• _ASSIGNED TASK_
Count lines holding the string "enabled" in the data that follows. Reply with one number only.
*** Opening SUPPLIED DATA ***
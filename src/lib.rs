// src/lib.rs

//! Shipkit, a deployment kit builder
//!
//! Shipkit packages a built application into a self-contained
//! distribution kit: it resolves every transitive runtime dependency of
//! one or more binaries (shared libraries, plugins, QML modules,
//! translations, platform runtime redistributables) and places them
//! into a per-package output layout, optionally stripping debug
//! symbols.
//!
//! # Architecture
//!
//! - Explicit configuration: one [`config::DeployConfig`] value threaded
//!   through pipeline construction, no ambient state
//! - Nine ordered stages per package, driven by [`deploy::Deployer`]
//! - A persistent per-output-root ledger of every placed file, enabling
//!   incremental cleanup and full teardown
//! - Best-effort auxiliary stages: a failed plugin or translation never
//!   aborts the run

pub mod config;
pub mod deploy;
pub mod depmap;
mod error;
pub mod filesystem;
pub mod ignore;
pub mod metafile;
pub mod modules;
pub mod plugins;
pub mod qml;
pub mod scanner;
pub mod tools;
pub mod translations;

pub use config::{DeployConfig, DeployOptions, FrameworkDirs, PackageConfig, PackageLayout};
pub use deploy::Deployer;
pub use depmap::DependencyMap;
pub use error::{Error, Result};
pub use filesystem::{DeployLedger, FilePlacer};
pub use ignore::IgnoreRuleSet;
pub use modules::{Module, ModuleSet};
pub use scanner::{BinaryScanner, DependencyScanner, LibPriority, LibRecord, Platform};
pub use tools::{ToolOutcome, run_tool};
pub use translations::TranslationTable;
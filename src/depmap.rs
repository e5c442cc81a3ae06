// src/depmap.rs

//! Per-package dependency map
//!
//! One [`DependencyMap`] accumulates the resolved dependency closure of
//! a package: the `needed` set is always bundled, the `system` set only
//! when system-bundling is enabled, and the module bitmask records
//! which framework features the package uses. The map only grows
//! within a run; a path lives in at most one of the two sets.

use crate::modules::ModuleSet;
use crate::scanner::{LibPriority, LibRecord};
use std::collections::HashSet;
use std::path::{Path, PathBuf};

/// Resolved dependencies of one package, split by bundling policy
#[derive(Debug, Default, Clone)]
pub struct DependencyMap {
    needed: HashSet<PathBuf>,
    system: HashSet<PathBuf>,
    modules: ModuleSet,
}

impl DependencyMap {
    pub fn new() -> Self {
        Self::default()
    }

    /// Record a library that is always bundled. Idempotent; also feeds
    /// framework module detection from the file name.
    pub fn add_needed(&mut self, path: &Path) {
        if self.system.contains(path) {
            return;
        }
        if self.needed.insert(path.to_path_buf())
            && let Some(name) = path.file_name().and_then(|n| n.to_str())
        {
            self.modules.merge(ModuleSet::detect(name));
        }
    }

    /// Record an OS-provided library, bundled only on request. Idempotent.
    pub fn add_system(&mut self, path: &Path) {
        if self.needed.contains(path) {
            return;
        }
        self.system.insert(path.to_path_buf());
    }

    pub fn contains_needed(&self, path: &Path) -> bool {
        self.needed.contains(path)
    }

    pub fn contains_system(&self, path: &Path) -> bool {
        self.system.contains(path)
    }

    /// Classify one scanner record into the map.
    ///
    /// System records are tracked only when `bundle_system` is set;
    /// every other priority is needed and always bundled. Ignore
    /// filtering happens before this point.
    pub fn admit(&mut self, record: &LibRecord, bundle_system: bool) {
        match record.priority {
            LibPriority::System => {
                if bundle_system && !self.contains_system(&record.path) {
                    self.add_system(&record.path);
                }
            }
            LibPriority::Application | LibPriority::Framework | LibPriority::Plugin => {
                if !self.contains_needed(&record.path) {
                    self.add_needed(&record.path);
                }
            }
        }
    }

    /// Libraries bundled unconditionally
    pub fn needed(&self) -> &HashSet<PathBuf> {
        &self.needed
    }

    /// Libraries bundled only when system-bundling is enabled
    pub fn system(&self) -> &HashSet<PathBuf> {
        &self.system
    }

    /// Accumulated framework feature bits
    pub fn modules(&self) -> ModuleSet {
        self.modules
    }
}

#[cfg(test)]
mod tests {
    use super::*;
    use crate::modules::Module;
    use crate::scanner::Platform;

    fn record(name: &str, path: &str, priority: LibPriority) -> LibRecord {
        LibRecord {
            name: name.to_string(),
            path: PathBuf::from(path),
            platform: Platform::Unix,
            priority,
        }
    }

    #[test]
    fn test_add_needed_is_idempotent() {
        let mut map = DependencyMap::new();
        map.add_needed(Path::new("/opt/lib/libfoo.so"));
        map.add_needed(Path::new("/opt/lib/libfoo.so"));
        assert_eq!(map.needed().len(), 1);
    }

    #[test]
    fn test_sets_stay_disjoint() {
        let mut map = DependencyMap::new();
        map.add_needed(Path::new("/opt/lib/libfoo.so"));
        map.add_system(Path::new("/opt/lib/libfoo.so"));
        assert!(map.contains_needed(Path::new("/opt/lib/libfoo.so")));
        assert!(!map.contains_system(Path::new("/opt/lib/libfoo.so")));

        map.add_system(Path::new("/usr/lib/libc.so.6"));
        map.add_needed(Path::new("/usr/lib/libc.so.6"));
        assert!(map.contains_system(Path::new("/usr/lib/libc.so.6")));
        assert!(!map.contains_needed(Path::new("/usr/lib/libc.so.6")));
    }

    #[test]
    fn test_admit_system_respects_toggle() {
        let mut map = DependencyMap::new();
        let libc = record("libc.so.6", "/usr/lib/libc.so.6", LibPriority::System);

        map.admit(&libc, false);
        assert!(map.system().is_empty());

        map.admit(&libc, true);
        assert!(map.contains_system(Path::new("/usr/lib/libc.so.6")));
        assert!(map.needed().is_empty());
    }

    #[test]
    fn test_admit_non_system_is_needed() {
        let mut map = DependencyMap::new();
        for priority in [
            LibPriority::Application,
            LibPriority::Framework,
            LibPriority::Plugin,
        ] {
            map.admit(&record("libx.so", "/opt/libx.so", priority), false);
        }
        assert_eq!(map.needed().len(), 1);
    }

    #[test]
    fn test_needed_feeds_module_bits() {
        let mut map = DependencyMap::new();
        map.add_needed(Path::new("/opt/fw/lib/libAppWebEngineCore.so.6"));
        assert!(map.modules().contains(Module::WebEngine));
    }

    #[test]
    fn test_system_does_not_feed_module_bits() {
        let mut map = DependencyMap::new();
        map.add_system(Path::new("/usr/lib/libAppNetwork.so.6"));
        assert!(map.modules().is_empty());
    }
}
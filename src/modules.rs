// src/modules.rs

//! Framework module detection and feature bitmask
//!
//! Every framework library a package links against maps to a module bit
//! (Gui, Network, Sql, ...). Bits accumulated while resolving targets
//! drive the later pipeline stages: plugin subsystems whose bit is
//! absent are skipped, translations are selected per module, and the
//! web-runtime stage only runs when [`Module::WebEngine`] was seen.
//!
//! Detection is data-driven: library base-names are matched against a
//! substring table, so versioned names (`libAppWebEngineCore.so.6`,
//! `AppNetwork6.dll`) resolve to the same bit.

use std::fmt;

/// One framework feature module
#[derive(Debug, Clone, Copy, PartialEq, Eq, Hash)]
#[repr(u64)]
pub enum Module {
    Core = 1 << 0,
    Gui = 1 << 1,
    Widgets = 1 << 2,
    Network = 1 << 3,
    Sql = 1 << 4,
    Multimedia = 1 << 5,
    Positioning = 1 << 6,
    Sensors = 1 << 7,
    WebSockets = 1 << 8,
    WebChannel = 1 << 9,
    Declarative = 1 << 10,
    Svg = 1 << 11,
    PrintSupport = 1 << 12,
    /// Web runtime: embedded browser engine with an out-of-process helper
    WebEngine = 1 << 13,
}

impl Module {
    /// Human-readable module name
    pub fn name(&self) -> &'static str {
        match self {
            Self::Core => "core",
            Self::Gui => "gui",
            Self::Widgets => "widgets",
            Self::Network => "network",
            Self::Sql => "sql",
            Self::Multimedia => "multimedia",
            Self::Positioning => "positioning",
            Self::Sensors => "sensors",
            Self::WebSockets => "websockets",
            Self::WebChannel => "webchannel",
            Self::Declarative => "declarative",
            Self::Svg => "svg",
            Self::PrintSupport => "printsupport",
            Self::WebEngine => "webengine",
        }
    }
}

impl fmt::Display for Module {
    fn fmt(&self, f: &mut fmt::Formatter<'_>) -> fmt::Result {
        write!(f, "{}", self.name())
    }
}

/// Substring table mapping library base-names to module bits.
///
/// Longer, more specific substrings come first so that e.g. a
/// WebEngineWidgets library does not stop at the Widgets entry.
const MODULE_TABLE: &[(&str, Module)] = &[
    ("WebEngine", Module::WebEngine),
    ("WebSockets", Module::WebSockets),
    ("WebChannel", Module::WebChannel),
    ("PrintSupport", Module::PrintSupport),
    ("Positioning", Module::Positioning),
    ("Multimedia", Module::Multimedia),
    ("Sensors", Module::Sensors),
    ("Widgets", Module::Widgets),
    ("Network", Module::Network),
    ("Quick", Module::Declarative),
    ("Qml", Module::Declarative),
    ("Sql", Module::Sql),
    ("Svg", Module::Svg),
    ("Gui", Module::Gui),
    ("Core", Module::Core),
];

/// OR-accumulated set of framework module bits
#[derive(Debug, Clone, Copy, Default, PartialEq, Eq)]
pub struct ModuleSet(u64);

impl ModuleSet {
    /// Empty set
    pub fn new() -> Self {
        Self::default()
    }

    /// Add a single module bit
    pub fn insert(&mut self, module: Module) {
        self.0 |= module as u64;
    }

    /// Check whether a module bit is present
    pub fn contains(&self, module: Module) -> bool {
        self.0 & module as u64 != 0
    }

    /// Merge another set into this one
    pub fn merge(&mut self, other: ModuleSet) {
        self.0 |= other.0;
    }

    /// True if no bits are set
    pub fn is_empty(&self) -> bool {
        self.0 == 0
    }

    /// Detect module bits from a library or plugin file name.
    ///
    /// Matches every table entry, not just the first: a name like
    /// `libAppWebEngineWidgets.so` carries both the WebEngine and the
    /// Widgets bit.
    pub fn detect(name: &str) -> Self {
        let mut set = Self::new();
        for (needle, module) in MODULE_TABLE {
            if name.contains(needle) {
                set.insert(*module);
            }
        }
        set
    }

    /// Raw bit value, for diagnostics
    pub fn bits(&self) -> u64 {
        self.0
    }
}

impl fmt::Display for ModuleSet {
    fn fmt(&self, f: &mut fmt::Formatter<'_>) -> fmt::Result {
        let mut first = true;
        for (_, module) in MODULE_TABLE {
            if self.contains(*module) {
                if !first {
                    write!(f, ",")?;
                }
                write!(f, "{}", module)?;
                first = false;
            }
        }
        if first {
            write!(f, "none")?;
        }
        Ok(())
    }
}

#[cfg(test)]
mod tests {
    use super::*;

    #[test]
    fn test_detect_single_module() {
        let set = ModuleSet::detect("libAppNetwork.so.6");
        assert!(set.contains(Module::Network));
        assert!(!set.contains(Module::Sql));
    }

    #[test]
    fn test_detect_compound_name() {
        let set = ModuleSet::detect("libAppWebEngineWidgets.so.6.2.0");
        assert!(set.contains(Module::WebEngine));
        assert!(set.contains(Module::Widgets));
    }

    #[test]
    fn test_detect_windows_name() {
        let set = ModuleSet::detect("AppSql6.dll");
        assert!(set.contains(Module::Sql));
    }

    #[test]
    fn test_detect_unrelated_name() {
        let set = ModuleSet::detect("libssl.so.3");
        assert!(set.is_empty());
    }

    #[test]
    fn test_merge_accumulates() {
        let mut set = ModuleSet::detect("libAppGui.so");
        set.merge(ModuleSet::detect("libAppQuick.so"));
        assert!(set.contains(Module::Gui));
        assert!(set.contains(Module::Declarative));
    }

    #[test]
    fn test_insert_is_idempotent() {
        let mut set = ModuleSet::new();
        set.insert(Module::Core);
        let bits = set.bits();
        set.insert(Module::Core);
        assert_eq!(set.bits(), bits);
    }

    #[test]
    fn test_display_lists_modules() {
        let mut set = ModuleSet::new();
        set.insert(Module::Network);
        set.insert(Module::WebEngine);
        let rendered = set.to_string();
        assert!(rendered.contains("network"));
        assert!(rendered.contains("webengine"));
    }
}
*** Closing SUPPLIED DATA ***
• _RESPONSE AREA_
2